Mitochondrial dysfunction in primary human fibroblasts triggers an adaptive cell survival program that requires AMPK-α

Dysfunction of complex I (CI) of the mitochondrial electron transport chain (ETC) features prominently in human pathology. Cell models of ETC dysfunction display adaptive survival responses that still are poorly understood but of relevance for therapy development. Here we comprehensively examined how primary human skin fibroblasts adapt to chronic CI inhibition. CI inhibition triggered transient and sustained changes in metabolism, redox homeostasis and mitochondrial (ultra)structure but no cell senescence/death.
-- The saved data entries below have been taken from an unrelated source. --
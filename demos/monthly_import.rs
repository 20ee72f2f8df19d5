use cloud_chargeback::{
    ChargebackConfig, ChargebackProcessor, IngestOptions, PeriodBasis, SubsidyRule,
    SubsidyRuleType,
};
use std::fs;

const SAMPLE_CSV: &str = r#"BillingPeriodStart,BillingPeriodEnd,ChargePeriodStart,ListCost,BilledCost,ResourceId,ResourceName,ServiceName,Tags
2025-03-01,,2025-03-04,550.00,412.50,i-0a1b2c,train-box-1,Amazon EC2,"{""pi_email"": ""smith@example.edu"", ""project"": ""research-alpha"", ""fund_org"": ""12345""}"
2025-03-01,,2025-03-09,,87.25,bucket-ra-data,,Amazon S3,"{""pi_email"": ""smith@example.edu"", ""project"": ""research-alpha"", ""fund_org"": ""12345""}"
2025-03-01,,2025-03-15,,620.00,openai:gpt-tokens,,OpenAI,"{""pi_email"": ""jones@example.edu"", ""project"": ""ai-pilot"", ""fund_org"": ""23456""}"
2025-03-01,,2025-03-20,,45.00,i-9z8y7x,scratch-vm,Amazon EC2,"{""pi_email"": ""jones@example.edu"", ""fund_org"": ""23456""}"
"#;

fn main() -> anyhow::Result<()> {
    let dir = tempfile::tempdir()?;
    let csv_path = dir.path().join("aws_2025-03.csv");
    fs::write(&csv_path, SAMPLE_CSV)?;

    let mut config = ChargebackConfig::default();
    config.review.fund_org_patterns = vec![r"^\d{5}$".to_string()];
    config.subsidies.push(SubsidyRule {
        name: "provost_ai".to_string(),
        description: "Provost covers the first $500 of AI usage per project".to_string(),
        funding_target: "provost-fund".to_string(),
        rule_type: SubsidyRuleType::PerProjectCap,
        cap_amount: 500.0,
        period_basis: PeriodBasis::FiscalYear,
        fiscal_start: "07-01".to_string(),
        applicable_services: vec!["OpenAI".to_string()],
        enabled: true,
    });

    let mut processor = ChargebackProcessor::open(
        &dir.path().join("ledger.db"),
        &dir.path().join("subsidy_state.json"),
        config,
    )?;

    let options = IngestOptions {
        dry_run: true,
        expected_period: Some("2025-03".to_string()),
    };
    let dry = processor.ingest_file(&csv_path, "aws-focus", &options)?;
    println!(
        "Dry run: {} rows totalling ${:.2}, {} flagged for review, {} subsidy split(s)",
        dry.total_rows,
        dry.total_cost,
        dry.flagged_rows,
        dry.allocations.len()
    );

    let options = IngestOptions {
        dry_run: false,
        expected_period: Some("2025-03".to_string()),
    };
    let report = processor.ingest_file(&csv_path, "aws-focus", &options)?;
    println!(
        "Imported: {} inserted, {} updated, {} skipped",
        report.inserted, report.updated, report.skipped
    );
    for allocation in &report.allocations {
        println!(
            "  {} covers ${:.2} of {} ({}), leaving ${:.2} billable",
            allocation.rule.as_deref().unwrap_or("?"),
            allocation.subsidized,
            allocation.project_id.as_deref().unwrap_or("?"),
            allocation.bucket.as_deref().unwrap_or("?"),
            allocation.billable
        );
    }

    println!("\nClean rollup (flagged charges excluded):");
    let rollup = processor.rollup_for_period("2025-03", false)?;
    for (pi_email, person) in &rollup {
        println!(
            "  {} owes ${:.2} across {} project(s)",
            pi_email,
            person.total_cost(),
            person.project_count()
        );
        for (project, summary) in &person.projects {
            println!(
                "    {}: ${:.2} (fund/org {})",
                project,
                summary.total_cost,
                summary.fund_org.as_deref().unwrap_or("?")
            );
        }
    }

    let period = processor
        .ledger()
        .get_period_by_key("2025-03")?
        .expect("period exists after import");
    let stats = processor.ledger().period_stats(period.id)?;
    println!(
        "\nPeriod {} is {}: {} charges, ${:.2} total, {} awaiting review",
        period.period_key, period.status, stats.charge_count, stats.total_cost, stats.flagged_count
    );

    Ok(())
}
#[test]
fn test_reingest_converges_then_updates() {
    let dir = TempDir::new().unwrap();
    let tags: &[(&str, &str)] = &[
        ("pi_email", "smith@example.edu"),
        ("project", "genomics-1"),
        ("fund_org", "12345"),
    ];

    let mut original = String::from(FOCUS_HEADER);
    original.push_str(&focus_row(
        "2025-01-01",
        "2025-01-03",
        "",
        "10.00",
        "res-123",
        "Amazon EC2",
        tags,
    ));
    let original_path = write_file(&dir, "jan.csv", &original);

    let mut corrected = String::from(FOCUS_HEADER);
    corrected.push_str(&focus_row(
        "2025-01-01",
        "2025-01-03",
        "",
        "25.00",
        "res-123",
        "Amazon EC2",
        tags,
    ));
    let corrected_path = write_file(&dir, "jan_corrected.csv", &corrected);

    let mut processor = open_processor(&dir, ChargebackConfig::default());

    let first = processor
        .ingest_file(&original_path, "aws", &IngestOptions::default())
        .unwrap();
    assert_eq!(first.inserted, 1);

    let second = processor
        .ingest_file(&original_path, "aws", &IngestOptions::default())
        .unwrap();
    assert_eq!(second.inserted, 0);
    assert_eq!(second.updated, 0);
    assert_eq!(second.skipped, 1);

    let third = processor
        .ingest_file(&corrected_path, "aws", &IngestOptions::default())
        .unwrap();
    assert_eq!(third.inserted, 0);
    assert_eq!(third.updated, 1);

    let ledger = processor.ledger();
    let period = ledger.get_period_by_key("2025-01").unwrap().unwrap();
    let charges = ledger.charges_for_period(period.id, None).unwrap();
    assert_eq!(charges.len(), 1);
    assert_eq!(charges[0].billed_cost, 25.0);

    // Every run logs an import, converged or not
    assert_eq!(ledger.imports_for_period(period.id).unwrap().len(), 3);
}

#[test]
fn test_review_flags_and_workflow() {
    let dir = TempDir::new().unwrap();

    let mut csv = String::from(FOCUS_HEADER);
    // No project tag
    csv.push_str(&focus_row(
        "2025-01-01",
        "2025-01-03",
        "",
        "10.00",
        "res-a",
        "Amazon EC2",
        &[("pi_email", "smith@example.edu"), ("fund_org", "12345")],
    ));
    // No fund/org tag
    csv.push_str(&focus_row(
        "2025-01-01",
        "2025-01-03",
        "",
        "20.00",
        "res-b",
        "Amazon EC2",
        &[("pi_email", "smith@example.edu"), ("project", "genomics-1")],
    ));
    // Fund/org fails the validity pattern
    csv.push_str(&focus_row(
        "2025-01-01",
        "2025-01-03",
        "",
        "30.00",
        "res-c",
        "Amazon EC2",
        &[
            ("pi_email", "smith@example.edu"),
            ("project", "genomics-1"),
            ("fund_org", "abc"),
        ],
    ));
    // Resource id matches a content flag pattern
    csv.push_str(&focus_row(
        "2025-01-01",
        "2025-01-03",
        "",
        "40.00",
        "gpu-experimental-01",
        "Amazon EC2",
        &[
            ("pi_email", "smith@example.edu"),
            ("project", "genomics-1"),
            ("fund_org", "12345"),
        ],
    ));
    // Clean
    csv.push_str(&focus_row(
        "2025-01-01",
        "2025-01-03",
        "",
        "5.00",
        "res-e",
        "Amazon EC2",
        &[
            ("pi_email", "smith@example.edu"),
            ("project", "genomics-1"),
            ("fund_org", "12345"),
        ],
    ));
    let csv_path = write_file(&dir, "jan.csv", &csv);

    let mut processor = open_processor(&dir, review_config());
    let report = processor
        .ingest_file(&csv_path, "aws", &IngestOptions::default())
        .unwrap();

    assert_eq!(report.total_rows, 5);
    assert_eq!(report.flagged_rows, 4);
    assert_eq!(report.flagged_cost, 100.0);
    assert_eq!(report.total_cost, 105.0);

    let ledger = processor.ledger();
    let period = ledger.get_period_by_key("2025-01").unwrap().unwrap();
    let flagged = ledger.flagged_charges(Some(period.id)).unwrap();
    assert_eq!(flagged.len(), 4);

    let reason_for = |resource: &str| {
        flagged
            .iter()
            .find(|c| c.resource_id.as_deref() == Some(resource))
            .and_then(|c| c.review_reason.clone())
            .unwrap()
    };
    assert_eq!(reason_for("res-a"), MISSING_PROJECT);
    assert_eq!(reason_for("res-b"), MISSING_FUND_ORG);
    assert_eq!(reason_for("res-c"), INVALID_FUND_ORG);
    assert_eq!(reason_for("gpu-experimental-01"), "pattern_match:gpu-experimental");

    // Every stored charge keeps flag and reason in lockstep
    for charge in ledger.charges_for_period(period.id, None).unwrap() {
        assert_eq!(charge.needs_review, charge.review_reason.is_some());
    }

    // Flagged charges are excluded from the clean rollup but present in the full one
    let clean = processor.rollup_for_period("2025-01", false).unwrap();
    assert_eq!(clean["smith@example.edu"].total_cost(), 5.0);
    let full = processor.rollup_for_period("2025-01", true).unwrap();
    assert_eq!(full["smith@example.edu"].total_cost(), 105.0);

    // Approving the missing-project charge clears flag and reason together
    let missing_project = flagged
        .iter()
        .find(|c| c.resource_id.as_deref() == Some("res-a"))
        .unwrap();
    processor
        .ledger()
        .approve_charge(missing_project.id, "admin@example.edu")
        .unwrap();
    let clean = processor.rollup_for_period("2025-01", false).unwrap();
    assert_eq!(clean["smith@example.edu"].total_cost(), 15.0);

    // Rejecting deletes the row outright
    let invalid_fund = flagged
        .iter()
        .find(|c| c.resource_id.as_deref() == Some("res-c"))
        .unwrap();
    processor.ledger().reject_charge(invalid_fund.id).unwrap();
    assert_eq!(
        processor
            .ledger()
            .charges_for_period(period.id, None)
            .unwrap()
            .len(),
        4
    );

    // Everything else clears in one sweep
    let cleared = processor
        .ledger()
        .approve_all_for_period(period.id, "admin@example.edu")
        .unwrap();
    assert_eq!(cleared, 2);
    assert!(processor
        .ledger()
        .flagged_charges(Some(period.id))
        .unwrap()
        .is_empty());
}

#[test]
fn test_period_lifecycle_gates_imports() {
    let dir = TempDir::new().unwrap();
    let tags: &[(&str, &str)] = &[
        ("pi_email", "smith@example.edu"),
        ("project", "genomics-1"),
        ("fund_org", "12345"),
    ];

    let mut csv = String::from(FOCUS_HEADER);
    csv.push_str(&focus_row(
        "2025-01-01",
        "2025-01-03",
        "",
        "10.00",
        "res-123",
        "Amazon EC2",
        tags,
    ));
    let csv_path = write_file(&dir, "jan.csv", &csv);

    let mut corrected = String::from(FOCUS_HEADER);
    corrected.push_str(&focus_row(
        "2025-01-01",
        "2025-01-03",
        "",
        "25.00",
        "res-123",
        "Amazon EC2",
        tags,
    ));
    let corrected_path = write_file(&dir, "jan_corrected.csv", &corrected);

    let mut processor = open_processor(&dir, ChargebackConfig::default());
    processor
        .ingest_file(&csv_path, "aws", &IngestOptions::default())
        .unwrap();

    let period = processor
        .ledger()
        .get_period_by_key("2025-01")
        .unwrap()
        .unwrap();
    processor.ledger().close_period(period.id, "admin").unwrap();

    // Imports into a closed period are refused wholesale
    let err = processor
        .ingest_file(&corrected_path, "aws", &IngestOptions::default())
        .unwrap_err();
    assert!(matches!(err, ChargebackError::PeriodNotOpen { .. }));
    let charges = processor
        .ledger()
        .charges_for_period(period.id, None)
        .unwrap();
    assert_eq!(charges[0].billed_cost, 10.0);
    assert_eq!(
        processor.ledger().imports_for_period(period.id).unwrap().len(),
        1
    );

    // Reopening requires a reason, after which the correction lands
    processor
        .ledger()
        .reopen_period(period.id, "admin", "late correction from provider")
        .unwrap();
    let report = processor
        .ingest_file(&corrected_path, "aws", &IngestOptions::default())
        .unwrap();
    assert_eq!(report.updated, 1);
    let charges = processor
        .ledger()
        .charges_for_period(period.id, None)
        .unwrap();
    assert_eq!(charges[0].billed_cost, 25.0);

    // Finalized is terminal
    processor.ledger().close_period(period.id, "admin").unwrap();
    processor.ledger().finalize_period(period.id, "admin").unwrap();
    let err = processor
        .ledger()
        .reopen_period(period.id, "admin", "one more fix")
        .unwrap_err();
    assert!(matches!(err, ChargebackError::InvalidPeriodTransition { .. }));
    let err = processor
        .ingest_file(&corrected_path, "aws", &IngestOptions::default())
        .unwrap_err();
    assert!(matches!(err, ChargebackError::PeriodNotOpen { .. }));
}

#[test]
fn test_capped_subsidy_over_fiscal_year() {
    let dir = TempDir::new().unwrap();
    let db_path = dir.path().join("ledger.db");
    let state_path = dir.path().join("subsidy_state.json");

    let mut config = ChargebackConfig::default();
    config.subsidies.push(provost_rule(500.0));

    let tags: &[(&str, &str)] = &[
        ("pi_email", "smith@example.edu"),
        ("project", "ai-strategy"),
        ("fund_org", "12345"),
    ];

    let months = [("2025-08-01", "aug"), ("2025-09-01", "sep"), ("2025-10-01", "oct")];
    let mut reports = Vec::new();
    for (start, name) in months {
        let mut csv = String::from(FOCUS_HEADER);
        csv.push_str(&focus_row(
            start,
            start,
            "",
            "200.00",
            "openai:tokens",
            "OpenAI",
            tags,
        ));
        let path = write_file(&dir, &format!("openai_{}.csv", name), &csv);
        // A fresh processor per run: the cap must survive through the state file
        let report = ingest_focus_file(
            &db_path,
            &state_path,
            config.clone(),
            &path,
            "openai",
            &IngestOptions::default(),
        )
        .unwrap();
        reports.push(report);
    }

    let subsidized: Vec<f64> = reports
        .iter()
        .map(|r| r.allocations[0].subsidized)
        .collect();
    let billable: Vec<f64> = reports.iter().map(|r| r.allocations[0].billable).collect();
    assert_eq!(subsidized, vec![200.0, 200.0, 100.0]);
    assert_eq!(billable, vec![0.0, 0.0, 100.0]);
    assert_eq!(reports[2].allocations[0].bucket.as_deref(), Some("FY2026"));
    assert_eq!(
        reports[2].allocations[0].funding_target.as_deref(),
        Some("provost-fund")
    );

    let state = SubsidyLedger::load(&state_path).unwrap();
    let usage = state
        .usage_for("ai-strategy", "FY2026", "provost_ai")
        .unwrap();
    assert_eq!(usage.used, 600.0);
    assert_eq!(usage.subsidized, 500.0);
    assert_eq!(usage.remaining, 0.0);

    // The ledger keeps the provider's gross amounts
    let processor = open_processor(&dir, ChargebackConfig::default());
    for key in ["2025-08", "2025-09", "2025-10"] {
        let period = processor.ledger().get_period_by_key(key).unwrap().unwrap();
        let charges = processor
            .ledger()
            .charges_for_period(period.id, None)
            .unwrap();
        assert_eq!(charges.len(), 1);
        assert_eq!(charges[0].billed_cost, 200.0);
    }
}

#[test]
fn test_dry_run_rehearses_without_committing() {
    let dir = TempDir::new().unwrap();
    let state_path = dir.path().join("subsidy_state.json");

    let mut config = review_config();
    config.subsidies.push(provost_rule(500.0));

    let mut csv = String::from(FOCUS_HEADER);
    csv.push_str(&focus_row(
        "2025-01-01",
        "2025-01-03",
        "",
        "300.00",
        "openai:tokens",
        "OpenAI",
        &[
            ("pi_email", "smith@example.edu"),
            ("project", "ai-strategy"),
            ("fund_org", "12345"),
        ],
    ));
    csv.push_str(&focus_row(
        "2025-01-01",
        "2025-01-03",
        "",
        "10.00",
        "res-x",
        "Amazon EC2",
        &[("pi_email", "smith@example.edu"), ("fund_org", "12345")],
    ));
    let csv_path = write_file(&dir, "jan.csv", &csv);

    let mut processor = open_processor(&dir, config);
    let dry = IngestOptions {
        dry_run: true,
        expected_period: None,
    };

    let report = processor.ingest_file(&csv_path, "mix", &dry).unwrap();
    assert_eq!(report.inserted, 2);
    assert_eq!(report.flagged_rows, 1);
    assert_eq!(report.allocations.len(), 1);
    assert_eq!(report.allocations[0].subsidized, 300.0);

    // Nothing committed anywhere
    assert!(processor.ledger().list_periods().unwrap().is_empty());
    assert!(processor.ledger().get_source_by_name("mix").unwrap().is_none());
    assert!(!state_path.exists());
    assert!(processor.subsidy_state().projects.is_empty());

    // The real run starts from a clean slate
    let report = processor
        .ingest_file(&csv_path, "mix", &IngestOptions::default())
        .unwrap();
    assert_eq!(report.inserted, 2);
    assert_eq!(report.allocations[0].subsidized, 300.0);
    assert!(state_path.exists());
    assert_eq!(processor.ledger().list_periods().unwrap().len(), 1);
}
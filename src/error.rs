use thiserror::Error;

#[derive(Error, Debug)]
pub enum ChargebackError {
    #[error("Invalid billing period key '{0}': expected YYYY-MM")]
    InvalidPeriodKey(String),

    #[error("Billing period not found: id {0}")]
    PeriodNotFound(i64),

    #[error("Billing period not found: {0}")]
    UnknownPeriodKey(String),

    #[error("Billing period {period} is {status}: merges require an open period")]
    PeriodNotOpen { period: String, status: String },

    #[error("Billing period {period} cannot move from {from} to {to}")]
    InvalidPeriodTransition {
        period: String,
        from: String,
        to: String,
    },

    #[error("Reopening period {0} requires a reason")]
    ReopenReasonRequired(String),

    #[error("Source not found: {0}")]
    SourceNotFound(String),

    #[error("Charge not found: id {0}")]
    ChargeNotFound(i64),

    #[error("Invalid subsidy rule '{name}': {details}")]
    InvalidSubsidyRule { name: String, details: String },

    #[error("Invalid fiscal start '{0}': expected MM-DD")]
    InvalidFiscalStart(String),

    #[error("CSV error: {0}")]
    CsvError(#[from] csv::Error),

    #[error("Database error: {0}")]
    DatabaseError(#[from] rusqlite::Error),

    #[error("Serialization error: {0}")]
    SerializationError(#[from] serde_json::Error),

    #[error("IO error: {0}")]
    IoError(#[from] std::io::Error),
}

pub type Result<T> = std::result::Result<T, ChargebackError>;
CI-inhibited cells consumed no oxygen and displayed minor mitochondrial depolarization, reverse-mode action of complex V, a slower proliferation rate and futile mitochondrial biogenesis. Adaptation was neither prevented by antioxidants nor associated with increased PGC1-α/SIRT1/mTOR levels. Survival of CI-inhibited cells was strictly glucose-dependent and accompanied by increased AMPK-α phosphorylation, which occurred without changes in ATP or cytosolic calcium levels. Conversely, cells devoid of AMPK-α died upon CI inhibition. Chronic CI inhibition did not increase mitochondrial superoxide levels or cellular lipid peroxidation and was paralleled by a specific increase in SOD2/GR, whereas SOD1/CAT/Gpx1/Gpx2/Gpx5 levels remained unchanged. Upon hormone stimulation, fully adapted cells displayed aberrant cytosolic and ER calcium handling due to hampered ATP fueling of ER calcium pumps. It is concluded that CI dysfunction triggers an adaptive program that depends on extracellular glucose and AMPK-α. This response avoids cell death by suppressing energy crisis, oxidative stress induction and substantial mitochondrial depolarization.